WORK REQUIRED >> Every line with the string "Result" in it belongs in your answer, so copy them all from the data.

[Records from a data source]
//! 已安装插件的清单读取
//!
//! 优先读取 `dist/plugin.json`（构建产物），其次是源码目录下的 `plugin.json`。

use serde::{Deserialize, Deserializer};
use std::fs;
use std::path::{Path, PathBuf};

use super::types::{DependencySpec, InstallError, InstalledManifest};

/// 清单缺少版本号时使用的版本
pub const DEFAULT_MANIFEST_VERSION: &str = "0.0.0";

/// plugin.json 在磁盘上的结构（只取安装器关心的字段）
///
/// 字段缺失或为 null 时都按默认值处理
#[derive(Debug, Default, Deserialize)]
struct ManifestFile {
    #[serde(default, deserialize_with = "null_as_default")]
    id: String,
    #[serde(default, deserialize_with = "null_as_default")]
    info: ManifestInfo,
    #[serde(default, deserialize_with = "null_as_default")]
    dependencies: ManifestDependencies,
}

#[derive(Debug, Default, Deserialize)]
struct ManifestInfo {
    #[serde(default, deserialize_with = "null_as_default")]
    version: String,
}

#[derive(Debug, Default, Deserialize)]
struct ManifestDependencies {
    #[serde(default, deserialize_with = "null_as_default")]
    plugins: Vec<ManifestDependency>,
}

#[derive(Debug, Default, Deserialize)]
struct ManifestDependency {
    #[serde(default, deserialize_with = "null_as_default")]
    id: String,
    #[serde(default, deserialize_with = "null_as_default")]
    version: String,
}

fn null_as_default<'de, D, T>(deserializer: D) -> Result<T, D::Error>
where
    D: Deserializer<'de>,
    T: Default + Deserialize<'de>,
{
    Ok(Option::<T>::deserialize(deserializer)?.unwrap_or_default())
}

/// 清单文件候选路径，按优先级排列
pub fn manifest_paths(plugins_dir: &Path, plugin_id: &str) -> [PathBuf; 2] {
    let root = plugins_dir.join(plugin_id);
    [root.join("dist").join("plugin.json"), root.join("plugin.json")]
}

/// 读取已安装插件的清单
pub fn read_installed_manifest(
    plugins_dir: &Path,
    plugin_id: &str,
) -> Result<InstalledManifest, InstallError> {
    let data = manifest_paths(plugins_dir, plugin_id)
        .iter()
        .find_map(|path| fs::read(path).ok())
        .ok_or_else(|| {
            InstallError::InvalidManifest(format!(
                "在 {} 中找不到 {} 的 dist/plugin.json 或 plugin.json",
                plugins_dir.display(),
                plugin_id
            ))
        })?;

    parse_manifest(&data)
}

/// 解析 plugin.json 内容
pub fn parse_manifest(data: &[u8]) -> Result<InstalledManifest, InstallError> {
    let file: ManifestFile = serde_json::from_slice(data)
        .map_err(|e| InstallError::InvalidManifest(e.to_string()))?;

    if file.id.is_empty() {
        return Err(InstallError::InvalidManifest("缺少插件 id".to_string()));
    }

    let version = if file.info.version.is_empty() {
        DEFAULT_MANIFEST_VERSION.to_string()
    } else {
        file.info.version
    };

    Ok(InstalledManifest {
        id: file.id,
        version,
        dependencies: file
            .dependencies
            .plugins
            .into_iter()
            .map(|dep| DependencySpec {
                id: dep.id,
                version: dep.version,
            })
            .collect(),
    })
}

YOUR SOLUTION >>
fn null_as_default<'de, D, T>(deserializer: D) -> Result<T, D::Error>
) -> Result<InstalledManifest, InstallError> {
pub fn parse_manifest(data: &[u8]) -> Result<InstalledManifest, InstallError> {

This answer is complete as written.